I am trying to load Process Monitor (Procmon.exe) from Sysinternals, and I get the following error on startup.

Unable to load Process Monitor device driver

In the Event Viewer, I get the following.

Driver PROCMON11.SYS has been blocked from loading.

What is blocking it from loading?

Background information: I have no anti-virus or malware checker software installed, other than Windows Defender (which I think is part of Windows 7).

6 Answers

It seems that most people on the web who had this problem, solved it by installing a newer version of procmon, or an older version if their's was the latest.

1

For me, the solution in this article solved my problem.

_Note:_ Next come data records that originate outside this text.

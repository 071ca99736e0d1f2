//! Tracing setup.
//!
//! The terminal owns stdout while a game runs, so logs go to a file.

use crate::settings::Settings;
use anyhow::{Context, Result};
use std::sync::Arc;
use tracing_subscriber::EnvFilter;

/// Installs a file-backed subscriber for the named game.
///
/// The filter comes from `RUST_LOG` and defaults to `info`. Returns the
/// path of the log file.
pub fn init(game: &str, settings: &Settings) -> Result<std::path::PathBuf> {
    std::fs::create_dir_all(settings.log_dir())
        .with_context(|| format!("Failed to create log dir {}", settings.log_dir().display()))?;
    let path = settings.log_file(game);
    let log_file = std::fs::File::create(&path)
        .with_context(|| format!("Failed to create log file {}", path.display()))?;

    let _ = tracing_subscriber::fmt()
        .with_env_filter(
            EnvFilter::try_from_default_env().unwrap_or_else(|_| EnvFilter::new("info")),
        )
        .with_writer(Arc::new(log_file))
        .with_ansi(false)
        .try_init(); // Don't panic if already initialized

    Ok(path)
}
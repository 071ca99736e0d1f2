//! View-state machine wrapping a [`Tower`].
//!
//! ```text
//! Start --Confirm--> Playing --ToggleMenu--> Menu --Resume/ToggleMenu--> Playing
//!                       |                      |--Restart------------> Playing (same level)
//!                       |                      `--PreviousLevel------> Playing (one disk fewer)
//!                       `--solved--> Won --NextLevel--> Playing (one disk more)
//! ```

use super::{DiskCount, DropOutcome, Peg, Tower};
use serde::{Deserialize, Serialize};
use tracing::{debug, info, instrument};

/// Which screen the game is showing.
#[derive(Debug, Clone, Copy, PartialEq, Eq, Hash, Serialize, Deserialize, derive_more::Display)]
pub enum GameState {
    /// Choosing the number of disks.
    Start,
    /// Moving disks.
    Playing,
    /// Pause menu over the board.
    Menu,
    /// Success overlay over the solved board.
    Won,
}

/// A request from the player.
///
/// Commands that make no sense in the current state are ignored.
#[derive(Debug, Clone, Copy, PartialEq, Eq, Hash, Serialize, Deserialize)]
pub enum Command {
    /// Add a disk to the start-screen selection.
    IncreaseDisks,
    /// Remove a disk from the start-screen selection.
    DecreaseDisks,
    /// Start playing with the selected disk count.
    Confirm,
    /// Open the menu while playing, close it while in the menu.
    ToggleMenu,
    /// Close the menu.
    Resume,
    /// Start the current level over.
    Restart,
    /// Drop to a level with one fewer disk.
    PreviousLevel,
    /// Advance to a level with one more disk.
    NextLevel,
    /// Pick up from or drop onto a peg.
    SelectPeg(Peg),
}

/// Tower of Hanoi session: start screen, levels, menu and success screen.
#[derive(Debug, Clone, PartialEq, Eq, Serialize, Deserialize)]
pub struct HanoiGame {
    state: GameState,
    selection: DiskCount,
    tower: Tower,
}

impl HanoiGame {
    /// Creates a session on the start screen with the default selection.
    pub fn new() -> Self {
        Self::with_selection(DiskCount::DEFAULT)
    }

    /// Creates a session on the start screen with `selection` preselected.
    #[instrument]
    pub fn with_selection(selection: DiskCount) -> Self {
        Self {
            state: GameState::Start,
            selection,
            tower: Tower::new(selection),
        }
    }

    /// Applies a command, returning whether anything changed.
    #[instrument(skip(self), fields(state = %self.state))]
    pub fn handle(&mut self, command: Command) -> bool {
        let changed = match self.state {
            GameState::Start => self.handle_start(command),
            GameState::Playing => self.handle_playing(command),
            GameState::Menu => self.handle_menu(command),
            GameState::Won => self.handle_won(command),
        };
        if !changed {
            debug!(?command, "Command ignored");
        }
        changed
    }

    fn handle_start(&mut self, command: Command) -> bool {
        match command {
            Command::IncreaseDisks => self.set_selection(self.selection.saturating_next()),
            Command::DecreaseDisks => self.set_selection(self.selection.saturating_previous()),
            Command::Confirm => {
                self.start_level(self.selection);
                true
            }
            _ => false,
        }
    }

    fn handle_playing(&mut self, command: Command) -> bool {
        match command {
            Command::ToggleMenu => {
                self.state = GameState::Menu;
                true
            }
            Command::SelectPeg(peg) => {
                let before = self.tower.held();
                let outcome = self.tower.select(peg);
                if matches!(outcome, Some(DropOutcome::Moved { .. })) && self.tower.is_solved() {
                    info!(
                        moves = self.tower.move_count(),
                        min_moves = self.tower.min_moves(),
                        "Level solved"
                    );
                    self.state = GameState::Won;
                }
                outcome.is_some() || before != self.tower.held()
            }
            _ => false,
        }
    }

    fn handle_menu(&mut self, command: Command) -> bool {
        match command {
            Command::Resume | Command::ToggleMenu => {
                self.state = GameState::Playing;
                true
            }
            Command::Restart => {
                self.start_level(self.tower.disk_count());
                true
            }
            Command::PreviousLevel => match self.tower.disk_count().previous() {
                Some(fewer) => {
                    self.start_level(fewer);
                    true
                }
                None => false,
            },
            _ => false,
        }
    }

    fn handle_won(&mut self, command: Command) -> bool {
        match command {
            Command::NextLevel => match self.tower.disk_count().next() {
                Some(more) => {
                    self.start_level(more);
                    true
                }
                None => false,
            },
            _ => false,
        }
    }

    fn set_selection(&mut self, selection: DiskCount) -> bool {
        let changed = selection != self.selection;
        self.selection = selection;
        changed
    }

    fn start_level(&mut self, disks: DiskCount) {
        info!(disks = disks.get(), "Starting level");
        self.selection = disks;
        self.tower = Tower::new(disks);
        self.state = GameState::Playing;
    }

    /// Current screen.
    pub fn state(&self) -> GameState {
        self.state
    }

    /// Disk count shown on the start screen.
    pub fn selection(&self) -> DiskCount {
        self.selection
    }

    /// The board of the current level.
    pub fn tower(&self) -> &Tower {
        &self.tower
    }
}

impl Default for HanoiGame {
    fn default() -> Self {
        Self::new()
    }
}
//! steamtrend core: domain types, Steam data sources, CSV cache, monthly
//! alignment and tier classification.
//!
//! Data flows one way:
//! - `data` fetches player and market histories and caches them as CSV
//! - `align` puts every entity on one monthly axis and smooths it
//! - `tiers` buckets the aligned columns by their final value
//!
//! `config` carries the game list, endpoints and thresholds.

pub mod align;
pub mod config;
pub mod data;
pub mod series;
pub mod tiers;

pub use align::{align_series, AlignOptions};
pub use config::{ConfigError, TrackerConfig};
pub use series::{AlignedTable, AppId, EntitySeries, PricePoint, SeriesColumn, TimeSeriesPoint};
pub use tiers::{classify, Tier, TierTables, TierThresholds};
//! Neon-on-charcoal theme tokens for the tier viewer.
//!
//! # Color Palette
//! - **Background**: deep charcoal
//! - **Accent**: electric cyan (focused chart border, titles)
//! - **Muted**: steel blue (axes, hints)
//! - **Series**: eight high-contrast line colors, cycled per column

use ratatui::style::{Color, Modifier, Style};

const SERIES: [Color; 8] = [
    Color::Rgb(0, 255, 255),
    Color::Rgb(255, 20, 147),
    Color::Rgb(0, 255, 128),
    Color::Rgb(255, 140, 0),
    Color::Rgb(147, 112, 219),
    Color::Rgb(255, 255, 0),
    Color::Rgb(30, 144, 255),
    Color::Rgb(255, 99, 71),
];

#[derive(Debug, Clone, Copy)]
pub struct Theme {
    /// Deep charcoal background.
    pub background: Color,
    /// Electric cyan accent.
    pub accent: Color,
    /// Neon orange, for empty-tier notices.
    pub warning: Color,
    /// Steel blue axes and hints.
    pub muted: Color,
    pub text_primary: Color,
    pub text_secondary: Color,
}

impl Default for Theme {
    fn default() -> Self {
        Self::parrot_neon()
    }
}

impl Theme {
    pub fn parrot_neon() -> Self {
        Self {
            background: Color::Rgb(18, 18, 20),
            accent: Color::Rgb(0, 255, 255),
            warning: Color::Rgb(255, 140, 0),
            muted: Color::Rgb(100, 149, 237),
            text_primary: Color::White,
            text_secondary: Color::Rgb(170, 170, 170),
        }
    }

    /// Line color for the `index`-th series of a chart.
    pub fn series_color(&self, index: usize) -> Color {
        SERIES[index % SERIES.len()]
    }

    pub fn axis(&self) -> Style {
        Style::default().fg(self.muted)
    }

    pub fn axis_title(&self) -> Style {
        Style::default().fg(self.text_secondary)
    }

    pub fn border(&self, focused: bool) -> Style {
        if focused {
            Style::default().fg(self.accent).add_modifier(Modifier::BOLD)
        } else {
            Style::default().fg(self.muted)
        }
    }

    pub fn title(&self) -> Style {
        Style::default()
            .fg(self.text_primary)
            .add_modifier(Modifier::BOLD)
    }
}
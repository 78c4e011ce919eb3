//! steamtrend viewer: tier charts in a 2×2 ratatui grid.
//!
//! - `tier_chart` draws one tier on a log10 players axis
//! - `ui` lays out the grid or a zoomed tier plus the status bar
//! - `input` maps keys to view changes

pub mod app;
pub mod input;
pub mod theme;
pub mod tier_chart;
pub mod ui;

pub use app::{App, View};
pub use theme::Theme;
pub use tier_chart::TierChart;

#[cfg(test)]
mod test_helpers;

In one word, we need to install KB3033929.

0

An action that worked for me was to restart the computer (powering it off in the process, if it matters).

Platform:

  • Windows XP SP2 Professional 64-bit.
  • Process Monitor v3.03 (released 2012-07-16).
  • I had previously used Process Monitor v2.03 (likely release date 2008-12-10).

I was not aware that Procmon.exe even needed a "PROCMON11.SYS". I've been running Process Monitor as a standalone executable just fine. I searched my C drive for a procmon11.sys and it does not exist. Maybe it is packaged with the executable?

Viruses often try to prevent software from running that might alert someone to its presence. It sounds like a virus might be aware that you are trying to start Process Monitor and giving you this obscure error message to throw you off track.

Try installing the free version of AVG... or try installing Spybot Search and Destroy. If I'm right... the installation or update of those programs will probably fail.

Check out this answer.

2

Evidently, Procmon requires the Workstation service running in order to start. It uses that service to enumerate something and will silently die without it.

This is not documented anywhere and is pretty bogus.

Similar question on Server Fault:

Try running ProcMon as administrator (right-click ProcMon.exe and select "run as administrator").

By default, it'll pop the "Run as Administrator" dialog (probably triggered by trying to access a kernel-mode driver), but if you turned off UAC, you may not get that dialog, and th app would just fail in accessing the driver.